For all its moral and political weight, monotheism is surprisingly hard to pin down. The standard definition—belief in one deity—fails to hold up, at least when judged against the thoughts and practices of actual believers. The Christian doctrine of the Trinity may be singular in principle, but in practice most Americans endorse statements that are heretical because they imply separateness, such as the claim that “Jesus is the first and greatest being created by God.” There’s also the litany of supernatural creatures who populate supposedly monotheistic universes. Edward Tylor, a founder of cultural anthropology, observed, in 1871, “Beings who in Christian or Moslem theology would be called angels, saints, demons, would under the same definitions be called deities in polytheistic settings.”

An alternative approach might insist on an all-powerful supreme being. Yet here, too, the major monotheisms seem to falter. The late sociologist of religion Rodney Stark argued that Judaism, Christianity, and Islam are better understood as “dualistic monotheisms.” Each, he held, counterbalances a divine supreme being with one or more evil but weaker adversaries.

Hence the paradox. There is something unmistakably potent about religions that purport to revere one God. Within a century of the Prophet Muhammad’s death, Arab armies had conquered Persia and taken much of Byzantium, assembling the largest empire that the world had seen. The Church of Jesus Christ of Latter-day Saints, in less than two hundred years, has grown from a persecuted American sect to a global religion with millions of adherents. It is impossible to grasp how profoundly trends like these have transformed humanity. A few millennia ago, the world comprised an intricate patchwork of local cults and folk traditions, but half of humanity now identifies as either Christian or Muslim. Stark speculated that “monotheism may well have been the single most significant innovation in history”—a civilizational engine that was perhaps responsible for mass missionizing, the scientific revolution, and the end of slavery. Yet this only adds to the puzzle. How can a concept carry so much social, moral, and historical weight when so many attempts to define it prove incoherent? Why does being monotheistic matter if so few of us truly are?
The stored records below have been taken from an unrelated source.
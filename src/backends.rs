//! Backend registration and dispatch
//!
//! A backend is selected with a string of the form `name[:key=value,...]`.
//! The keys `timeout_ms`, `interval_us` and `settle_us` are shared by all
//! backends and build the [`PollConfig`]; everything else is passed on.

use xhcfw_core::{Device, PollConfig};

/// Information about a backend
pub struct BackendInfo {
    /// Primary name (used for matching)
    pub name: &'static str,
    /// Alternative names/aliases
    pub aliases: &'static [&'static str],
    /// Short description
    pub description: &'static str,
}

/// Get information about all available backends (enabled at compile time)
#[allow(unused_mut, clippy::vec_init_then_push)]
pub fn available_backends() -> Vec<BackendInfo> {
    let mut backends = Vec::new();

    #[cfg(feature = "sysfs")]
    backends.push(BackendInfo {
        name: "sysfs",
        aliases: &["pci", "internal"],
        description: "Linux sysfs PCI access (dev=<dddd:bb:ss.f>,unbind=<0|1>) - requires root",
    });

    #[cfg(feature = "dummy")]
    backends.push(BackendInfo {
        name: "dummy",
        aliases: &[],
        description: "Emulated controller for testing (chip=<asm1042a|asm1142|asm3142|...>)",
    });

    backends
}

/// Generate help text listing all available backends
pub fn backend_help() -> String {
    let backends = available_backends();

    if backends.is_empty() {
        return "No backends available (recompile with backend features enabled)".to_string();
    }

    let mut help = String::from("Available backends:\n");
    for b in &backends {
        help.push_str(&format!("  {:8} - {}\n", b.name, b.description));
        if !b.aliases.is_empty() {
            help.push_str(&format!("  {:8}   (aliases: {})\n", "", b.aliases.join(", ")));
        }
    }
    help.push_str("\nShared options: timeout_ms=<ms>, interval_us=<us>, settle_us=<us>\n");
    help
}

/// Generate a short list of backend names for CLI help
pub fn backend_names_short() -> String {
    let backends = available_backends();
    let names: Vec<&str> = backends.iter().map(|b| b.name).collect();
    names.join(", ")
}

/// Parsed backend parameters
#[derive(Debug)]
pub struct BackendParams {
    /// Backend name as given
    pub name: String,
    /// Backend specific key-value parameters, in the order given
    pub params: Vec<(String, String)>,
    /// Polling configuration built from the shared keys
    pub poll: PollConfig,
}

impl BackendParams {
    /// Parameters as borrowed pairs
    pub fn options(&self) -> Vec<(&str, &str)> {
        self.params
            .iter()
            .map(|(k, v)| (k.as_str(), v.as_str()))
            .collect()
    }
}

fn parse_u32(key: &str, value: &str) -> Result<u32, Box<dyn std::error::Error>> {
    value
        .parse::<u32>()
        .map_err(|e| format!("Invalid value for {}: '{}' ({})", key, value, e).into())
}

/// Parse a backend string into name, parameters and poll configuration
///
/// Format: "name" or "name:key1=value1,key2=value2"
pub fn parse_backend_params(s: &str) -> Result<BackendParams, Box<dyn std::error::Error>> {
    let (name, opts_str) = s.split_once(':').unwrap_or((s, ""));

    let mut params = Vec::new();
    let mut poll = PollConfig::default();

    if !opts_str.is_empty() {
        for opt in opts_str.split(',') {
            let Some((key, value)) = opt.split_once('=') else {
                return Err(
                    format!("Invalid parameter format: '{}' (expected key=value)", opt).into(),
                );
            };
            match key {
                "timeout_ms" => {
                    let ms = parse_u32(key, value)?;
                    poll = poll.with_timeout_us(ms.saturating_mul(1000));
                }
                "interval_us" => poll = poll.with_interval_us(parse_u32(key, value)?),
                "settle_us" => poll = poll.with_settle_us(parse_u32(key, value)?),
                _ => params.push((key.to_string(), value.to_string())),
            }
        }
    }

    Ok(BackendParams {
        name: name.to_string(),
        params,
        poll,
    })
}

/// Open a controller through a backend
///
/// # Example
/// ```ignore
/// let mut device = open_device("dummy:chip=asm3142")?;
/// println!("Chip: {}", device.name());
/// ```
pub fn open_device(backend: &str) -> Result<Device, Box<dyn std::error::Error>> {
    let params = parse_backend_params(backend)?;
    log::debug!("Backend {} with {:?}", params.name, params.poll);

    match params.name.as_str() {
        #[cfg(feature = "sysfs")]
        "sysfs" | "pci" | "internal" => open_sysfs(&params),

        #[cfg(feature = "dummy")]
        "dummy" => open_dummy(&params),

        _ => Err(format!(
            "Unknown backend: {} (available: {})",
            params.name,
            backend_names_short()
        )
        .into()),
    }
}

#[cfg(feature = "sysfs")]
fn open_sysfs(params: &BackendParams) -> Result<Device, Box<dyn std::error::Error>> {
    let options = xhcfw_sysfs::SysfsOptions::from_options(&params.options())?;
    log::info!("Opening {} via sysfs...", options.dev);

    let device = xhcfw_sysfs::open_device(&options, params.poll).map_err(|e| {
        format!(
            "Failed to open {}: {}\nMake sure the device exists and you are running as root.",
            options.dev, e
        )
    })?;
    Ok(device)
}

#[cfg(feature = "dummy")]
fn open_dummy(params: &BackendParams) -> Result<Device, Box<dyn std::error::Error>> {
    let config = xhcfw_dummy::DummyConfig::from_options(&params.options())?;
    let controller = xhcfw_dummy::DummyController::new(config);
    Ok(controller.open(params.poll)?)
}

#[cfg(test)]
mod tests {
    use super::*;

    #[test]
    fn test_parse_name_only() {
        let p = parse_backend_params("dummy").unwrap();
        assert_eq!(p.name, "dummy");
        assert!(p.params.is_empty());
        assert_eq!(p.poll, PollConfig::default());
    }

    #[test]
    fn test_parse_params_keep_order_and_colons() {
        let p = parse_backend_params("sysfs:dev=0000:03:00.0,unbind=1").unwrap();
        assert_eq!(p.name, "sysfs");
        assert_eq!(
            p.options(),
            vec![("dev", "0000:03:00.0"), ("unbind", "1")]
        );
    }

    #[test]
    fn test_parse_shared_poll_keys() {
        let p = parse_backend_params("dummy:chip=asm1142,timeout_ms=5,interval_us=10,settle_us=0")
            .unwrap();
        assert_eq!(p.options(), vec![("chip", "asm1142")]);
        assert_eq!(
            p.poll,
            PollConfig::new()
                .with_timeout_us(5000)
                .with_interval_us(10)
                .with_settle_us(0)
        );
    }

    #[test]
    fn test_parse_rejects_bad_params() {
        assert!(parse_backend_params("dummy:chip").is_err());
        assert!(parse_backend_params("dummy:timeout_ms=soon").is_err());
    }

    #[test]
    fn test_unknown_backend() {
        assert!(open_device("ch341a").is_err());
    }

    #[cfg(feature = "dummy")]
    #[test]
    fn test_open_dummy() {
        let device = open_device("dummy:chip=asm1142").unwrap();
        assert_eq!(device.name(), "ASM1142");
        assert!(open_device("dummy:chip=asm9999").is_err());
    }
}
A spate of recent books—among them Francesca Stavrakopoulou’s “God: An Anatomy” (Knopf), David Michael Grossberg’s “The Evolution of Jewish Monotheism” (Cambridge), and Will Gervais’s “Disbelief: The Origins of Atheism in a Religious Species” (Prometheus)—have sought to deepen our understanding of monotheism. Several approach it historically. An early flicker appeared in Egypt in the fourteenth century B.C.E., when the pharaoh Amenhotep IV launched a religious revolution. Setting himself against the priesthood, he established a cult devoted to the sun disk, Aten, changed his name to Akhenaten, and ordered the defacement of inscriptions, to remove references to other deities. The reforms were short-lived. Not long after his death, the pharaoh Tutankhaten—his son, probably—restored the old religion and took the name Tutankhamun, in honor of the pantheon’s principal deity, Amun. Akhenaten was purged from the historical record, later remembered only as “the criminal” or “the rebel.”

There were other early intimations of divine singularity. Zoroastrians worshipped Ahura Mazda. Vedic thinkers gestured toward a transcendental oneness. But today’s most influential vision of monotheism—the God of Abraham—descends from another ancient figure: the early Israelite deity YHWH. Exactly how devotees pronounced this god’s name is impossible to know. It may have been “Yah,” or “Yaho,” or “Yahu.” Greco-Roman scholars called him Yahweh, and the convention stuck.

Before he was God, Yahweh was a subordinate figure in a polytheistic drama headed by El, the white-bearded king of the gods. El was worshipped throughout the ancient Levant, and, together with his consort Asherah, he presided over an assembly of deities who included the storm god, Baal; the sea god, Yam; and the ruler of the underworld, Mot. Traces of this early polytheism are still preserved in the Hebrew Bible. The Eighty-second Psalm declares, “God has taken his place in the divine assembly; in the midst of the gods he holds judgment.”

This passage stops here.